Alan Liere: Collecting waterfowling jewelry
Although my waterfowl season was abbreviated last year due to the pressing need for $20,000 worth of medical and dental emergencies, it was actually very satisfying. I shot a banded goose in Canada in September and a banded mallard in December – the fifth and sixth banded birds in a lifetime of hunting.
Of course, I was thrilled to collect this “waterfowl jewelry,” but as always, it was a bit discomfiting to hold the lifeless body of a banded bird that someone had once held gently before releasing it with a toss into the air and a hearty “Good luck, pal!”

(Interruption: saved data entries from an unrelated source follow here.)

//! Route table for the recipes UI.
//!
//! # Design
//! - `Route` is the router-facing table; `ROUTE_TABLE` lists the same entries as
//!   `(path, view)` descriptors in declaration order.
//! - Matching is delegated to `yew-router`. There is no catch-all variant, so an
//!   unknown path resolves to `None` and the switch renders nothing.

use std::collections::BTreeSet;
use yew_router::prelude::*;

/// Navigable routes, in match order.
#[derive(Clone, Copy, Routable, PartialEq, Eq, Debug, Hash)]
pub enum Route {
    /// Landing page.
    #[at("/")]
    Home,
    /// Account registration form.
    #[at("/register")]
    Register,
    /// Login form.
    #[at("/login")]
    Login,
    /// Recipe listing.
    #[at("/recipes")]
    Recipes,
}

/// Page-level view rendered for a route.
#[derive(Clone, Copy, Debug, PartialEq, Eq, Hash)]
pub enum View {
    /// Homepage.
    Home,
    /// Registration page.
    Register,
    /// Login page.
    Login,
    /// Recipe listing page.
    Recipes,
}

impl View {
    /// Translation key holding the view's navigation label.
    #[must_use]
    pub const fn label_key(self) -> &'static str {
        match self {
            Self::Home => "nav.home",
            Self::Register => "nav.register",
            Self::Login => "nav.login",
            Self::Recipes => "nav.recipes",
        }
    }
}

/// Association between a URL path pattern and the view rendered for it.
#[derive(Clone, Copy, Debug, PartialEq, Eq)]
pub struct RouteDescriptor {
    /// Path pattern as registered with the router.
    pub path: &'static str,
    /// View rendered when the path matches.
    pub view: View,
}

/// Ordered route table.
pub const ROUTE_TABLE: [RouteDescriptor; 4] = [
    RouteDescriptor {
        path: "/",
        view: View::Home,
    },
    RouteDescriptor {
        path: "/register",
        view: View::Register,
    },
    RouteDescriptor {
        path: "/login",
        view: View::Login,
    },
    RouteDescriptor {
        path: "/recipes",
        view: View::Recipes,
    },
];

impl Route {
    /// All routes in declaration order.
    #[must_use]
    pub const fn all() -> [Self; 4] {
        [Self::Home, Self::Register, Self::Login, Self::Recipes]
    }

    /// View bound to this route.
    #[must_use]
    pub const fn view(self) -> View {
        match self {
            Self::Home => View::Home,
            Self::Register => View::Register,
            Self::Login => View::Login,
            Self::Recipes => View::Recipes,
        }
    }

    /// Concrete path for links and navigation.
    #[must_use]
    pub fn path(self) -> String {
        self.to_path()
    }
}

/// Resolve a location (path with optional query or fragment) to its route.
///
/// Returns `None` for paths outside the table.
#[must_use]
pub fn resolve(location: &str) -> Option<Route> {
    let pathname = location.split(['?', '#']).next().unwrap_or_default();
    Route::recognize(pathname)
}

/// Resolve a location straight to the view it renders.
#[must_use]
pub fn resolve_view(location: &str) -> Option<View> {
    resolve(location).map(Route::view)
}

/// Paths declared more than once in `table`, sorted.
#[must_use]
pub fn duplicate_paths(table: &[RouteDescriptor]) -> Vec<&'static str> {
    let mut seen = BTreeSet::new();
    let mut dupes = BTreeSet::new();
    for descriptor in table {
        if !seen.insert(descriptor.path) {
            dupes.insert(descriptor.path);
        }
    }
    dupes.into_iter().collect()
}

#[cfg(test)]
mod tests {
    use super::*;

    #[test]
    fn every_declared_path_resolves_to_its_view() {
        for descriptor in ROUTE_TABLE {
            assert_eq!(
                resolve_view(descriptor.path),
                Some(descriptor.view),
                "path {}",
                descriptor.path
            );
        }
    }

    #[test]
    fn table_has_no_duplicate_paths() {
        assert!(duplicate_paths(&ROUTE_TABLE).is_empty());
    }

    #[test]
    fn duplicate_detection_reports_repeated_paths() {
        let table = [
            ROUTE_TABLE[0],
            ROUTE_TABLE[2],
            RouteDescriptor {
                path: "/login",
                view: View::Recipes,
            },
        ];
        assert_eq!(duplicate_paths(&table), vec!["/login"]);
    }

    #[test]
    fn table_matches_router_registration_order() {
        let table_paths: Vec<&str> = ROUTE_TABLE.iter().map(|d| d.path).collect();
        assert_eq!(Route::routes(), table_paths);
        let enum_views: Vec<View> = Route::all().into_iter().map(Route::view).collect();
        let table_views: Vec<View> = ROUTE_TABLE.iter().map(|d| d.view).collect();
        assert_eq!(enum_views, table_views);
    }

    #[test]
    fn login_resolves_to_login_view() {
        assert_eq!(resolve("/login"), Some(Route::Login));
        assert_eq!(resolve_view("/login"), Some(View::Login));
    }

    #[test]
    fn unknown_path_has_no_match() {
        assert_eq!(resolve("/does-not-exist"), None);
        assert_eq!(resolve("/recipes/42"), None);
    }

    #[test]
    fn query_and_fragment_are_ignored_when_matching() {
        assert_eq!(resolve("/recipes?tags=1,2"), Some(Route::Recipes));
        assert_eq!(resolve("/register#form"), Some(Route::Register));
    }

    #[test]
    fn paths_round_trip_through_router() {
        for route in Route::all() {
            assert_eq!(resolve(&route.path()), Some(route));
        }
        assert_eq!(Route::Home.path(), "/");
    }

    #[test]
    fn label_keys_are_distinct() {
        let keys: BTreeSet<&str> = Route::all()
            .into_iter()
            .map(|route| route.view().label_key())
            .collect();
        assert_eq!(keys.len(), Route::all().len());
    }
}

I have been in on the banding process myself several times as a volunteer with the Washington Department of Fish and Wildlife, and I know firsthand how thrilling it is to hold a wild thing close to your chest, feeling its warmth and its beating heart. On one hand, you want it to thrive; on the other, you know your work is in vain if no bands are returned. The ultimate irony of my banding endeavors was the season I helped band a greater scaup in July and shot the same bird in November just 10 miles away.
Many waterfowlers hunt their entire lives without shooting a banded bird. Others, particularly guides who are out day after day wear necklaces made of duck and goose bands on a lanyard with their calls. These lanyards are so laden they look silly.
I have been hunting over 60 years, and I remember distinctly each banded bird I have killed. As with girls and shotguns, however, I remember the first best of all. It was a mallard drake taken the last week of the season 50 years ago.
An early thaw had flooded a one-acre bowl in a field of wheat stubble near Cheney. A friend and I built a rough blind against a scab rock bluff just off the new pond, threw out a few decoys, and had pretty fair shooting but minimal success.
At one point, a mallard drake flew directly over our heads barely 30 yards up. We both rose, shot, missed, and sat back down as the bird disappeared. Later, when the ducks quit flying altogether, I left the blind to wander around in the sagebrush behind us. Miracle of miracles, I found a freshly killed mallard drake behind the blind. And it had a leg band.
Upon selfishly considering the possibility my friend could also claim the band, I fired my gun, let out a whoop, and soon returned to my buddy in the blind holding aloft my banded bird. My friend was envious but happy for me. I can’t say my guilt was terrible, but it did occupy a spot on the fringes of my subconscious until many years later when I was given an opportunity for absolution.
I had taken a young friend, Michael, with me one November and had set up a large spread on the Crab Creek Channel off Potholes Reservoir in Grant County. Michael wasn’t a newbie to waterfowl hunting, but his ducks harvested could have been counted on one hand. He was still learning to shoot, and every duck he bagged was a treasure to be admired and babbled about all the way home.
On this particular day, Michael hadn’t hit a duck by late morning and we were just about to call it quits when a small flock of redheads came roaring through the decoys. I stood quickly, shot, and a large drake folded. As my dog made the retrieve, I could see sunlight glinting off the metal band on the duck’s leg.
I let out an animated “Yeah!” and grinned at Michael and saw that he was ejecting a smoking spent shell from his single shot 20-gauge. Evidently, we had fired simultaneously. Michael looked at me, his eyes wide, the excitement lighting up his face. “Did you shoot, too?” he asked.
In my heart, I knew I had killed that duck. And I had wanted a prime mounted redhead drake for many years. To shoot one with a band was more than I could have dreamed of. But I reached down and took the beautiful bird from the dog and handed it to my young friend. “Nope,” I said. “Great shot, kid! Your first band, too! You were too fast for me on that one.”
Michael had the bird mounted, as I hoped he would, and I’m still looking for a prime redhead drake of my own. It’s probably too much to ask, but in my dreams, it’s wearing some jewelry.